For me the beginning of the piece has a sense of dragging, and "longing" as the first motif suggets. As it plays for the 2nd and 3rd time, getting longer and longer, dragging on and on it eventually leads to the end of the motif appearing on its own in the violins and woodwinds, answering back at each other pointing towards a tension just itching to be resolved, then the full orchestra comes out in full playing forte with the French Horns crying upwards, and resting on F.

After this the buildup begins quitely in the strings, with the main theme in the Cellos, all ascending upwards in a buildup of tension only to go back down, and up and down, crescendoing and going quieter, at this point without a sense of where I am musically or going (key wise) it gives me a sense of lonelyness and overall a wanting for the resolve to finally end, or death to come, as the opera ends on such a note.

And eventually the piece reaches the point where the string section takes it in turns to have a very fast ascending scales in 32nd notes & descending parts in the Woodwinds and Horns gives me a even stronger sense of love and longing, which the first motif was suggesting, and it continues building up and up, from piano to a massive climax at a fortissimo just when you think it might finally end, it doesn't.. as the piece quickly goes quieter and starts repeating the 1st and 2nd motif in all of the instrumentation in succesion, which Wagner as I haven't mentioned yet, does with absolute mastery, like a magician blends different instruments together and makes the most wonderful sounds, and as the piece nears its end, a last cry in the Violas in the high C, resting on B afterwards..

The part that always give me a powerful feeling of dread, and after this the motif leading into the tristan chord again repeats, in the English horn, then Oboe, Bassoon and finally the Clarinet.. finally leading into the last bars played on Cellos, going from G, Ab, G, Eb, B natural, F, Ab and finally a held note on G.. into two last pizzicato notes on the same low G. The timbre of the Cellos and the following chord progression give me quite a haunting sense of what is to come, or what is no more...

And that's my personal evaluation, how I feel about the piece, which is a masterpeice and one of the pinnacles of western Romantic music.

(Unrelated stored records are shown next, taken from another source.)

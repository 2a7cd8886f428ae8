use serde::{Deserialize, Serialize};
use std::fs;
use std::path::Path;
use tracing::info;

use crate::compound::{CompoundTable, NominationTable};
use crate::error::{PlannerError, Result};
use crate::strategy::SimulationRequest;

/// Environment variable naming a config file when none is passed on the command line.
pub const CONFIG_ENV_VAR: &str = "TYRE_STRATEGY_CONFIG";

/// Seconds-valued weights for the historical alignment pass. All adjustments are
/// small next to a ~22 s pit stop; set `master` to 0 to switch the pass off.
#[derive(Debug, Clone, Copy, PartialEq, Serialize, Deserialize)]
#[serde(default)]
pub struct ScoringWeights {
    pub first_stop_penalty_per_lap_s: f64,
    pub first_stop_max_penalty_s: f64,
    pub sequence_match_bonus_s: f64,
    pub sequence_partial_factor: f64,
    pub stop_count_bonus_s: f64,
    pub master: f64,
}

impl Default for ScoringWeights {
    fn default() -> Self {
        Self {
            first_stop_penalty_per_lap_s: 0.15,
            first_stop_max_penalty_s: 2.0,
            sequence_match_bonus_s: 1.5,
            sequence_partial_factor: 0.4,
            stop_count_bonus_s: 0.5,
            master: 1.0,
        }
    }
}

#[derive(Debug, Clone, Default, PartialEq, Serialize, Deserialize)]
#[serde(default)]
pub struct PlannerConfig {
    pub race: SimulationRequest,
    pub scoring: ScoringWeights,
    pub nominations: NominationTable,
    /// Replaces the fitted table when present.
    pub compounds: Option<CompoundTable>,
}

impl PlannerConfig {
    pub fn load(path: impl AsRef<Path>) -> Result<Self> {
        let path = path.as_ref();
        let data = fs::read_to_string(path).map_err(|source| PlannerError::Io {
            path: path.display().to_string(),
            source,
        })?;
        let config: PlannerConfig = serde_json::from_str(&data)?;
        config.race.validate()?;
        info!(path = %path.display(), "loaded planner config");
        Ok(config)
    }

    /// Config from `path`, else from `TYRE_STRATEGY_CONFIG`, else defaults.
    pub fn resolve(path: Option<&str>) -> Result<Self> {
        match path.map(str::to_string).or_else(|| std::env::var(CONFIG_ENV_VAR).ok()) {
            Some(p) => Self::load(p),
            None => Ok(Self::default()),
        }
    }
}
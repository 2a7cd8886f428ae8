use csv::{ReaderBuilder, Trim};
use serde::Deserialize;
use std::collections::BTreeMap;
use std::fs::File;
use std::io::Read;
use std::path::Path;
use tracing::{debug, info};

use crate::compound::NominationTable;
use crate::error::{PlannerError, Result};
use crate::historical::{LapEntry, PitStop, RaceControlMessage, RaceRecord, RaceStint};
use crate::model::StintRecord;

/// Clean-lap window used when building fitting input.
const CLEAN_LAP_MIN_S: f64 = 60.0;
const CLEAN_LAP_MAX_S: f64 = 180.0;
const MIN_CLEAN_LAPS_PER_STINT: usize = 3;
const DRY_ROLES: [&str; 3] = ["SOFT", "MEDIUM", "HARD"];

// FastF1-style lap export, one row per driver lap
#[derive(Debug, Deserialize)]
struct RawLapRow {
    #[serde(rename = "Season")] season: i32,
    #[serde(rename = "Driver")] driver: String,
    #[serde(rename = "LapNumber")] lap_number: f64,
    #[serde(rename = "Stint", default)] stint: Option<f64>,
    #[serde(rename = "Compound", default)] compound: Option<String>,
    #[serde(rename = "LapTimeSeconds", default)] lap_time_seconds: Option<f64>,
    #[serde(rename = "Position", default)] position: Option<f64>,
    #[serde(rename = "PitInTime", default)] pit_in_time: Option<String>,
    #[serde(rename = "PitOutTime", default)] pit_out_time: Option<String>,
}

#[derive(Debug, Deserialize)]
struct RawRaceControlRow {
    #[serde(rename = "Season")] season: i32,
    #[serde(rename = "Lap", default)] lap: Option<f64>,
    #[serde(rename = "Category", default)] category: Option<String>,
    #[serde(rename = "Message", default)] message: Option<String>,
}

#[derive(Debug, Clone, PartialEq)]
pub struct LapRow {
    pub season: i32,
    pub driver: String,
    pub lap_number: u32,
    pub stint: Option<u32>,
    /// Upper-cased role (SOFT/MEDIUM/HARD/INTERMEDIATE/WET); `None` when unknown.
    pub compound: Option<String>,
    pub lap_time_s: Option<f64>,
    pub position: Option<u32>,
    pub pit_in: bool,
    pub pit_out: bool,
}

impl LapRow {
    fn is_clean(&self) -> bool {
        !self.pit_in
            && !self.pit_out
            && self
                .lap_time_s
                .map_or(false, |t| (CLEAN_LAP_MIN_S..=CLEAN_LAP_MAX_S).contains(&t))
    }
}

#[derive(Debug, Clone, PartialEq)]
pub struct RaceControlRow {
    pub season: i32,
    pub message: RaceControlMessage,
}

fn present(field: Option<String>) -> Option<String> {
    field.map(|s| s.trim().to_string()).filter(|s| !s.is_empty())
}

fn open(path: &Path) -> Result<File> {
    File::open(path).map_err(|source| PlannerError::Io {
        path: path.display().to_string(),
        source,
    })
}

pub fn load_laps(path: impl AsRef<Path>) -> Result<Vec<LapRow>> {
    let path = path.as_ref();
    let rows = read_laps(open(path)?)?;
    info!(path = %path.display(), rows = rows.len(), "loaded lap table");
    Ok(rows)
}

/// Parse a lap table. Rows without a driver or a positive lap number are dropped;
/// lap times outside (0, 300) s are treated as missing.
pub fn read_laps<R: Read>(reader: R) -> Result<Vec<LapRow>> {
    let mut reader = ReaderBuilder::new()
        .has_headers(true)
        .trim(Trim::All)
        .from_reader(reader);

    let mut rows = Vec::new();
    for record in reader.deserialize() {
        let raw: RawLapRow = record?;
        if raw.driver.is_empty() || raw.lap_number < 1.0 {
            continue;
        }
        rows.push(LapRow {
            season: raw.season,
            driver: raw.driver,
            lap_number: raw.lap_number.round() as u32,
            stint: raw.stint.filter(|s| *s >= 1.0).map(|s| s.round() as u32),
            compound: present(raw.compound)
                .map(|c| c.to_uppercase())
                .filter(|c| c != "UNKNOWN" && c != "NAN"),
            lap_time_s: raw.lap_time_seconds.filter(|t| *t > 0.0 && *t < 300.0),
            position: raw.position.filter(|p| *p >= 1.0).map(|p| p.round() as u32),
            pit_in: present(raw.pit_in_time).is_some(),
            pit_out: present(raw.pit_out_time).is_some(),
        });
    }
    Ok(rows)
}

pub fn load_race_control(path: impl AsRef<Path>) -> Result<Vec<RaceControlRow>> {
    let path = path.as_ref();
    let rows = read_race_control(open(path)?)?;
    info!(path = %path.display(), rows = rows.len(), "loaded race control messages");
    Ok(rows)
}

pub fn read_race_control<R: Read>(reader: R) -> Result<Vec<RaceControlRow>> {
    let mut reader = ReaderBuilder::new()
        .has_headers(true)
        .trim(Trim::All)
        .from_reader(reader);

    let mut rows = Vec::new();
    for record in reader.deserialize() {
        let raw: RawRaceControlRow = record?;
        rows.push(RaceControlRow {
            season: raw.season,
            message: RaceControlMessage {
                lap: raw.lap.filter(|l| *l >= 0.0).map(|l| l.round() as u32),
                category: present(raw.category).unwrap_or_default(),
                message: present(raw.message).unwrap_or_default(),
            },
        });
    }
    Ok(rows)
}

// season -> driver -> laps sorted by lap number
fn group_by_driver(laps: &[LapRow]) -> BTreeMap<i32, BTreeMap<&str, Vec<&LapRow>>> {
    let mut grouped: BTreeMap<i32, BTreeMap<&str, Vec<&LapRow>>> = BTreeMap::new();
    for lap in laps {
        grouped
            .entry(lap.season)
            .or_default()
            .entry(lap.driver.as_str())
            .or_default()
            .push(lap);
    }
    for drivers in grouped.values_mut() {
        for driver_laps in drivers.values_mut() {
            driver_laps.sort_by_key(|l| l.lap_number);
        }
    }
    grouped
}

/// Split one driver's laps into stints. The `Stint` column decides when present;
/// otherwise a stint ends on a pit-in lap, before a pit-out lap, or on a compound change.
fn split_stints<'a>(laps: &[&'a LapRow]) -> Vec<Vec<&'a LapRow>> {
    let mut stints: Vec<Vec<&'a LapRow>> = Vec::new();
    let mut current: Vec<&'a LapRow> = Vec::new();

    for (i, &lap) in laps.iter().enumerate() {
        current.push(lap);
        let Some(next) = laps.get(i + 1) else {
            break;
        };
        let stint_ends = match (lap.stint, next.stint) {
            (Some(a), Some(b)) => a != b,
            _ => lap.pit_in || next.pit_out || lap.compound != next.compound,
        };
        if stint_ends {
            stints.push(std::mem::take(&mut current));
        }
    }
    if !current.is_empty() {
        stints.push(current);
    }
    stints
}

/// One `RaceRecord` per season. Seasons that only appear in the race control
/// table produce a record without stints.
pub fn build_race_records(laps: &[LapRow], race_control: &[RaceControlRow]) -> Vec<RaceRecord> {
    let mut records: BTreeMap<i32, RaceRecord> = BTreeMap::new();

    for (season, drivers) in group_by_driver(laps) {
        let driver_stints: BTreeMap<String, Vec<RaceStint>> = drivers
            .iter()
            .map(|(driver, driver_laps)| {
                let stints: Vec<RaceStint> = split_stints(driver_laps)
                    .iter()
                    .filter_map(|stint| {
                        let (first, last) = (stint.first()?, stint.last()?);
                        Some(RaceStint {
                            compound: first.compound.clone(),
                            start_lap: first.lap_number,
                            end_lap: last.lap_number,
                        })
                    })
                    .collect();
                (driver.to_string(), stints)
            })
            .collect();

        let season_laps: Vec<&LapRow> = laps.iter().filter(|l| l.season == season).collect();
        let pit_stops: Vec<PitStop> = season_laps
            .iter()
            .filter(|l| l.pit_in)
            .map(|l| PitStop {
                driver: l.driver.clone(),
                lap: l.lap_number,
            })
            .collect();
        let lap_entries: Vec<LapEntry> = season_laps
            .iter()
            .map(|l| LapEntry {
                driver: l.driver.clone(),
                lap: l.lap_number,
                lap_time_s: l.lap_time_s,
                position: l.position,
                pit_in: l.pit_in,
                pit_out: l.pit_out,
            })
            .collect();

        records.insert(
            season,
            RaceRecord {
                season,
                driver_stints,
                pit_stops,
                race_control: Vec::new(),
                laps: Some(lap_entries),
            },
        );
    }

    for row in race_control {
        records
            .entry(row.season)
            .or_insert_with(|| RaceRecord {
                season: row.season,
                ..RaceRecord::default()
            })
            .race_control
            .push(row.message.clone());
    }

    debug!(races = records.len(), "built race records");
    records.into_values().collect()
}

/// Clean dry stints for degradation fitting, with roles mapped to compound codes
/// through each season's nomination.
pub fn extract_stint_records(laps: &[LapRow], nominations: &NominationTable) -> Vec<StintRecord> {
    let mut records = Vec::new();

    for (season, drivers) in group_by_driver(laps) {
        let nomination = nominations.for_season(season);
        for (driver, driver_laps) in &drivers {
            for stint in split_stints(driver_laps) {
                let Some(role) = stint.first().and_then(|l| l.compound.as_deref()) else {
                    continue;
                };
                if !DRY_ROLES.contains(&role) {
                    continue;
                }
                let Some(code) = nomination.code_for_role(role) else {
                    continue;
                };

                let clean: Vec<&LapRow> = stint.iter().copied().filter(|l| l.is_clean()).collect();
                if clean.len() < MIN_CLEAN_LAPS_PER_STINT {
                    continue;
                }
                let (Some(first), Some(last)) = (clean.first(), clean.last()) else {
                    continue;
                };

                records.push(StintRecord {
                    season,
                    driver: driver.to_string(),
                    compound: code,
                    start_lap: first.lap_number,
                    end_lap: last.lap_number,
                    lap_times: clean.iter().filter_map(|l| l.lap_time_s).collect(),
                });
            }
        }
    }

    debug!(stints = records.len(), "extracted clean stints");
    records
}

Below I want to share a video of a performance also with the full score which I think may be the only video of this type of this specific piece of music on Youtube, as the score is invaluable to see I find, and hopefully others find it of interest too.


----------



## Norma Skock (Mar 18, 2017)

It took music to a whole new, transcendental level.


----------



## JamieHoldham (May 13, 2016)

Norma Skock said:


> It took music to a whole new, transcendental level.

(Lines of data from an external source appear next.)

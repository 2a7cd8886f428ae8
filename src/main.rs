use anyhow::{bail, Context};
use serde::Serialize;
use tracing::info;
use tracing_subscriber::EnvFilter;

use tyre_strategy::data::{build_race_records, extract_stint_records, load_laps, load_race_control};
use tyre_strategy::{
    adjust_for_temperature, analyze_history, fit_degradation, simulate, DegradationFit,
    HistoricalProfile, PlannerConfig, SimulationOutcome,
};

const USAGE: &str = "usage: tyre_strategy <laps.csv> [config.json] [race_control.csv]";

// everything printed as JSON at the end of a run
#[derive(Serialize)]
struct Report<'a> {
    degradation: &'a DegradationFit,
    historical_profile: &'a HistoricalProfile,
    simulation: &'a SimulationOutcome,
}

fn main() -> anyhow::Result<()> {
    // logs go to stderr, the summary and report to stdout
    let filter = EnvFilter::try_from_default_env().unwrap_or_else(|_| EnvFilter::new("info"));
    tracing_subscriber::fmt()
        .with_env_filter(filter)
        .with_writer(std::io::stderr)
        .init();

    let args: Vec<String> = std::env::args().skip(1).collect();
    let Some(laps_path) = args.first() else {
        bail!(USAGE);
    };

    let config = PlannerConfig::resolve(args.get(1).map(String::as_str))
        .context("loading planner config")?;
    config.race.validate().context("invalid race parameters")?;

    let laps = load_laps(laps_path).with_context(|| format!("loading lap table {}", laps_path))?;
    let race_control = match args.get(2) {
        Some(path) => load_race_control(path)
            .with_context(|| format!("loading race control messages {}", path))?,
        None => Vec::new(),
    };

    // Fit wear parameters from the clean stints, then rescale for track temperature.
    let stints = extract_stint_records(&laps, &config.nominations);
    let mut degradation = fit_degradation(&stints);
    if let Some(temp) = config.race.track_temp_c {
        degradation = degradation.with_track_temp(temp);
    }

    // An explicit table in the config replaces the fitted one.
    let table = match (&config.compounds, config.race.track_temp_c) {
        (Some(table), Some(temp)) => adjust_for_temperature(table, temp),
        (Some(table), None) => table.clone(),
        (None, _) => degradation.compounds.clone(),
    };

    let races = build_race_records(&laps, &race_control);
    let profile = analyze_history(&races, config.race.total_laps);
    let latest_season = races.iter().map(|r| r.season).max().unwrap_or(i32::MAX);
    let nomination = config.nominations.for_season(latest_season);

    let outcome = simulate(&config.race, &table).with_historical_alignment(
        &profile,
        &config.scoring,
        Some(&nomination),
    );
    info!(recommended = %outcome.recommended, delta_s = outcome.delta_s, "simulation finished");

    println!(
        "--- Strategies (Laps: {}, Pit Loss: {}s, {}) ---",
        outcome.total_laps, outcome.pit_loss_seconds, outcome.weather_condition
    );
    for s in &outcome.strategies {
        println!(
            "- {:32} : {} ({} stops, pits {:?})",
            s.name, s.total_time_display, s.stops, s.pit_stop_laps
        );
    }
    println!("Recommended: {} (+{:.3}s to next)", outcome.recommended, outcome.delta_s);
    for note in degradation.notes.iter().chain(&profile.notes) {
        println!("  note: {}", note);
    }

    let report = Report {
        degradation: &degradation,
        historical_profile: &profile,
        simulation: &outcome,
    };
    println!("{}", serde_json::to_string_pretty(&report).context("serialising report")?);

    Ok(())
}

Thats a simple way of putting it, thanks for TL;DRing my thread :lol:


----------



## EdwardBast (Nov 25, 2013)

A theoretical note: The Tristan chord is just an augmented 6th chord with an appoggiatura. It always goes where it is supposed to go and where it has gone since Bach: to the dominant. The fact that the dominants don't resolve doesn't make the piece any less tonal. The fact that they are felt as unresolved dominants might, in fact, be interpreted as in itself a strong affirmation of tonality. One should remember that at this same time there were whole operatic scenes being composed in a whole tone scale and symmetrical divisions of the octave based on third cycles.


----------



## Norma Skock (Mar 18, 2017)

EdwardBast said:


> A theoretical note: The Tristan chord is just an augmented 6th chord with an appoggiatura. It always goes where it is supposed to go and where it has gone since Bach: to the dominant. The fact that the dominants don't resolve doesn't make the piece any less tonal. The fact that they are felt as unresolved dominants might, in fact, be interpreted as in itself a strong affirmation of tonality. One should remember that at this same time there were whole operatic scenes being composed in a whole tone scale and symmetrical divisions of the octave based on third cycles.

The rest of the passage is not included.